Nikon D5600 review – Image Quality
Just like its predecessor, the D5600 is capable of producing some beautiful images – you really get the most from the sensor if you invest in some better glass than the kit lens (just as with most DSLRs).
Colours are nicely saturated, without having too much pop. They’re also on the warm side, making them appealing without being unrealistic.
The camera’s automatic white balance setting copes very well with artificial lighting, producing pleasingly realistic images. If you want something which is ultra-realistic, you may want to consider switching to a more specific white balance setting, but it’s not generally needed.
All-purpose metering (called Matrix metering on Nikon DSLRs) can struggle if the scene is reasonably high contrast – and that can include backlit scenes. You may find you need to dial in some exposure compensation to make sure that you get a balanced image. Shooting in raw format allows you to bring back any lost details in the shadows in post-processing. Our Metering Masterclass is well worth a read if you’re looking for more guidance on how to get the very best results from your camera in different lighting conditions.
The overall impression of detail is great – something we’d expect considering that there’s no anti-aliasing filter. Low light performance is also good, with images looking great all the way up to around ISO 12800. The ISO 25600 setting can be useful if you’re desperate and only want to share the images online at small sizes, but is best avoided if you want the best possible quality. If you examine images shot at ISO 6400 at 100%, it’s possible to see image smoothing and a painterly effect in some areas of the image, but this should only prove to be problematic if you want to perform heavy crops or print at huge sizes.
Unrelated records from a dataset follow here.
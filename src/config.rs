use serde::{Deserialize, Serialize};
use std::collections::BTreeMap;
use std::fs;
use std::path::{Path, PathBuf};
use std::sync::OnceLock;

use regex::Regex;

use crate::domain::ReleaseChannel;
use crate::error::{PromoteError, Result};

/// Config file names looked up in the checkout, in order
pub const CONFIG_FILE_NAMES: &[&str] = &["release_config.json", "release_config.toml"];

pub const DEFAULT_REMOTE: &str = "origin";
pub const DEFAULT_API_URL: &str = "https://api.github.com";

/// Represents the complete release configuration.
///
/// Maps stage names to promotion targets and names the hosting repository.
#[derive(Debug, Deserialize, Serialize, Clone, PartialEq)]
pub struct Config {
    /// Repository URL (`https://github.com/owner/name`) or `owner/name`
    pub repository: String,

    #[serde(default)]
    pub release_map: BTreeMap<String, StageConfig>,

    #[serde(default = "default_remote")]
    pub remote: String,

    #[serde(default = "default_api_url")]
    pub api_url: String,

    #[serde(default)]
    pub credentials: CredentialsConfig,
}

/// One promotion target.
#[derive(Debug, Deserialize, Serialize, Clone, PartialEq)]
pub struct StageConfig {
    pub source: String,
    pub destination: String,

    /// Releases at this stage are release candidates
    #[serde(default)]
    pub prerelease: bool,

    /// Stage whose latest release candidate this stage finalizes
    #[serde(default)]
    pub promotes_from: Option<String>,
}

impl StageConfig {
    pub fn channel(&self) -> ReleaseChannel {
        ReleaseChannel::for_stage(self.prerelease)
    }

    pub fn finalizes(&self) -> bool {
        self.promotes_from.is_some()
    }
}

/// Which credential source to use for the hosting token.
#[derive(Debug, Deserialize, Serialize, Clone, Copy, PartialEq, Eq)]
#[serde(rename_all = "snake_case")]
pub enum CredentialSource {
    Env,
    File,
    SecretStore,
}

/// Credential lookup settings.
///
/// With no `source` the environment, token file and secret store are tried in
/// that order.
#[derive(Debug, Deserialize, Serialize, Clone, PartialEq, Default)]
pub struct CredentialsConfig {
    #[serde(default)]
    pub source: Option<CredentialSource>,

    /// Token file, overriding `GITHUB_TOKEN_PATH`
    #[serde(default)]
    pub token_path: Option<PathBuf>,

    /// Secret id, overriding `GITHUB_TOKEN_SECRET_NAME`
    #[serde(default)]
    pub secret_name: Option<String>,
}

fn default_remote() -> String {
    DEFAULT_REMOTE.to_string()
}

fn default_api_url() -> String {
    DEFAULT_API_URL.to_string()
}

fn repository_pattern() -> &'static Regex {
    static RE: OnceLock<Regex> = OnceLock::new();
    RE.get_or_init(|| {
        Regex::new(r"^(?:https?://[^/]+/|git@[^:]+:)?([^/\s:]+/[^/\s]+?)(?:\.git)?/?$")
            .expect("static regex")
    })
}

impl Config {
    /// Look up a stage by name
    pub fn stage(&self, name: &str) -> Result<&StageConfig> {
        self.release_map
            .get(name)
            .ok_or_else(|| PromoteError::UnknownStage(name.to_string()))
    }

    /// `owner/name` of the hosting repository
    pub fn repository_slug(&self) -> Result<String> {
        repository_pattern()
            .captures(self.repository.trim())
            .and_then(|c| c.get(1))
            .map(|m| m.as_str().to_string())
            .ok_or_else(|| {
                PromoteError::config(format!(
                    "Cannot derive owner/name from repository '{}'",
                    self.repository
                ))
            })
    }

    /// Check stage references and branch names
    pub fn validate(&self) -> Result<()> {
        self.repository_slug()?;

        if self.release_map.is_empty() {
            return Err(PromoteError::config("release_map has no stages"));
        }

        for (name, stage) in &self.release_map {
            if stage.source.trim().is_empty() || stage.destination.trim().is_empty() {
                return Err(PromoteError::config(format!(
                    "Stage '{}' needs both a source and a destination branch",
                    name
                )));
            }
            if stage.source == stage.destination {
                return Err(PromoteError::config(format!(
                    "Stage '{}' promotes '{}' onto itself",
                    name, stage.source
                )));
            }
            if let Some(prior) = &stage.promotes_from {
                if prior == name {
                    return Err(PromoteError::config(format!(
                        "Stage '{}' cannot finalize its own releases",
                        name
                    )));
                }
                if !self.release_map.contains_key(prior) {
                    return Err(PromoteError::config(format!(
                        "Stage '{}' promotes from unknown stage '{}'",
                        name, prior
                    )));
                }
            }
        }

        Ok(())
    }
}

/// Parse a config document; `.toml` files are TOML, anything else JSON.
pub fn parse_config(contents: &str, path: &Path) -> Result<Config> {
    let is_toml = path
        .extension()
        .is_some_and(|ext| ext.eq_ignore_ascii_case("toml"));

    let config: Config = if is_toml {
        toml::from_str(contents)
            .map_err(|e| PromoteError::config(format!("{}: {}", path.display(), e)))?
    } else {
        serde_json::from_str(contents)
            .map_err(|e| PromoteError::config(format!("{}: {}", path.display(), e)))?
    };

    config.validate()?;
    Ok(config)
}

/// Loads the release configuration.
///
/// Attempts to load configuration in the following order:
/// 1. Custom path provided as parameter
/// 2. `release_config.json` in the checkout
/// 3. `release_config.toml` in the checkout
///
/// # Arguments
/// * `config_path` - Optional path to custom configuration file
/// * `checkout` - Root of the local repository
///
/// # Returns
/// * `Ok(Config)` - Loaded and validated configuration
/// * `Err` - If no file is found, or it cannot be read, parsed or validated
pub fn load_config(config_path: Option<&Path>, checkout: &Path) -> Result<Config> {
    let path = match config_path {
        Some(path) => path.to_path_buf(),
        None => CONFIG_FILE_NAMES
            .iter()
            .map(|name| checkout.join(name))
            .find(|candidate| candidate.exists())
            .ok_or_else(|| {
                PromoteError::config(format!(
                    "No {} found in {}",
                    CONFIG_FILE_NAMES.join(" or "),
                    checkout.display()
                ))
            })?,
    };

    tracing::debug!(path = %path.display(), "loading release config");
    let contents = fs::read_to_string(&path)?;
    parse_config(&contents, &path)
}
Nikon D5600 review – Video
If you’re after 4K video recording, then the D5600 isn’t the camera for you. However, it can shoot Full HD in a variety of frame rates up to 60p.
It’s also got a mic socket, so you can use it with an external microphone. It’s probably not going to be the camera of choice for serious videographers, but for videographers who like to shoot the odd movie, it should serve you well enough.
Footage is smooth and high quality – pull focus is a little jerky, but you might fare better with other lenses aside from the kit optic. You can also take manual control of the video, which leaves you with a fair amount of creative options.
If you’re looking for your first DSLR and want to step-up a little from the most basic Nikon offering, the D5600 makes a lot of sense. But then again, you could also say exactly the same thing about the D5500 which features the same sensor and other specifications but is available at a cheaper price.
So, what would draw you towards the Nikon D5600? Well, it’s likely to come down to how badly you want SnapBridge. If you like to share your photos on social networking, it’s worth considering because it makes everything so much easier. Yes it’s more expensive, but anything that is going to make your life simpler can be worth investing in.
If, on the other hand, you’re someone who rarely shares their stuff online – especially directly from the camera – there’s really not much incentive to buy this over the D5500. Instead, save yourself some cash – you could even invest the saving in an additional lens or other accessory.
The Nikon D5600 takes some beautiful photos, and you can get a heck of a lot from it if you stick with it and perhaps even invest in additional lenses.
It’s a great first-time DSLR, and is arguably a better investment than the D3400 as you’re more likely to be able to learn with it and keep it for longer than the more entry-level model which you may quickly outgrow.